Aunt Zell came in as I finished tying the laces on my raggedyest pair of sneakers. She had the puppy in her arms and was feeding it with its nursing bottle. "Ash wants to know how come there's a sheriff's car parked in our drive."

"We're just leaving," I said lightly. "She's going to drop me off to pick up my car."

After Mother died and Daddy went back to the farm, I moved into these two rooms that once belonged to Uncle Ash's father. Daddy and I weren't getting along too well then, and Uncle Ash was on the road even more in those days, so it seemed a sensible solution all around.

No kitchen, but otherwise it's like a self-contained apartment: sitting room, bath, and a large bedroom that opens onto the upstairs back veranda. There's even a side entrance and a second staircase, so I can come and go in private if I wish.

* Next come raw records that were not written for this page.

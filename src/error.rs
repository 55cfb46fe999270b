//! Unified error handling for the shuttle tracker.
//!
//! Runtime failures (feed hiccups, collaborator errors) are reported through
//! this type and logged by the caller; only configuration errors raised at
//! startup are meant to be fatal.

use std::fmt;

/// Unified error type for tracker operations.
#[derive(Debug, Clone)]
pub enum TrackerError {
    /// A feed payload could not be decoded
    MalformedFeed { message: String },
    /// Live feed connection or read failure
    Feed { message: String },
    /// An external collaborator (lap store, registry, classifier) failed
    Collaborator {
        collaborator: &'static str,
        message: String,
    },
    /// HTTP/API error
    Http {
        message: String,
        status_code: Option<u16>,
    },
    /// Route geometry fixture could not be parsed
    Geometry { route: String, message: String },
    /// Configuration error
    Config { message: String },
    /// Filesystem error
    Io { message: String },
    /// A collaborator call exceeded its deadline
    Timeout {
        operation: String,
        timeout_ms: u64,
    },
    /// Generic internal error
    Internal { message: String },
}

impl TrackerError {
    pub fn config(message: impl Into<String>) -> Self {
        TrackerError::Config {
            message: message.into(),
        }
    }

    pub fn collaborator(collaborator: &'static str, message: impl Into<String>) -> Self {
        TrackerError::Collaborator {
            collaborator,
            message: message.into(),
        }
    }
}

impl fmt::Display for TrackerError {
    fn fmt(&self, f: &mut fmt::Formatter<'_>) -> fmt::Result {
        match self {
            TrackerError::MalformedFeed { message } => {
                write!(f, "Malformed feed payload: {}", message)
            }
            TrackerError::Feed { message } => write!(f, "Feed error: {}", message),
            TrackerError::Collaborator {
                collaborator,
                message,
            } => {
                write!(f, "{} failed: {}", collaborator, message)
            }
            TrackerError::Http {
                message,
                status_code,
            } => {
                if let Some(code) = status_code {
                    write!(f, "HTTP error ({}): {}", code, message)
                } else {
                    write!(f, "HTTP error: {}", message)
                }
            }
            TrackerError::Geometry { route, message } => {
                write!(f, "Route geometry '{}' invalid: {}", route, message)
            }
            TrackerError::Config { message } => {
                write!(f, "Configuration error: {}", message)
            }
            TrackerError::Io { message } => write!(f, "I/O error: {}", message),
            TrackerError::Timeout {
                operation,
                timeout_ms,
            } => {
                write!(f, "{} timed out after {}ms", operation, timeout_ms)
            }
            TrackerError::Internal { message } => {
                write!(f, "Internal error: {}", message)
            }
        }
    }
}

impl std::error::Error for TrackerError {}

impl From<serde_json::Error> for TrackerError {
    fn from(e: serde_json::Error) -> Self {
        TrackerError::MalformedFeed {
            message: e.to_string(),
        }
    }
}

impl From<std::io::Error> for TrackerError {
    fn from(e: std::io::Error) -> Self {
        TrackerError::Io {
            message: e.to_string(),
        }
    }
}

#[cfg(feature = "http")]
impl From<reqwest::Error> for TrackerError {
    fn from(e: reqwest::Error) -> Self {
        TrackerError::Http {
            message: e.to_string(),
            status_code: e.status().map(|s| s.as_u16()),
        }
    }
}

/// Result type alias for tracker operations.
pub type Result<T> = std::result::Result<T, TrackerError>;

/// Extension trait for converting Option to TrackerError.
pub trait OptionExt<T> {
    /// Convert Option to Result with a configuration error.
    fn ok_or_config(self, message: &str) -> Result<T>;
}

impl<T> OptionExt<T> for Option<T> {
    fn ok_or_config(self, message: &str) -> Result<T> {
        self.ok_or_else(|| TrackerError::config(message))
    }
}

#[cfg(test)]
mod tests {
    use super::*;

    #[test]
    fn test_error_display() {
        let err = TrackerError::Timeout {
            operation: "classify bus-7".to_string(),
            timeout_ms: 5000,
        };
        assert_eq!(err.to_string(), "classify bus-7 timed out after 5000ms");

        let err = TrackerError::collaborator("lap store", "connection refused");
        assert!(err.to_string().contains("lap store"));
    }

    #[test]
    fn test_json_error_is_malformed_feed() {
        let err: TrackerError = serde_json::from_str::<serde_json::Value>("{nope")
            .unwrap_err()
            .into();
        assert!(matches!(err, TrackerError::MalformedFeed { .. }));
    }

    #[test]
    fn test_option_ext() {
        let none: Option<i32> = None;
        let result = none.ok_or_config("missing stop table");
        assert!(matches!(result, Err(TrackerError::Config { .. })));
    }
}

I've lived here off and on ever since that eighteenth summer, so Aunt Zell knows me about as well as anybody. Normally she's enough like my mother to enjoy stringing me along just to see how far I'll go before I tell the whole truth. Tonight she wasn't playing, and the lines in her face were deeper than I'd seen them in a long time, as the puppy nursed with little snorts and grunts.

"How'd you hear?" I asked. "The family tom-toms been working overtime?"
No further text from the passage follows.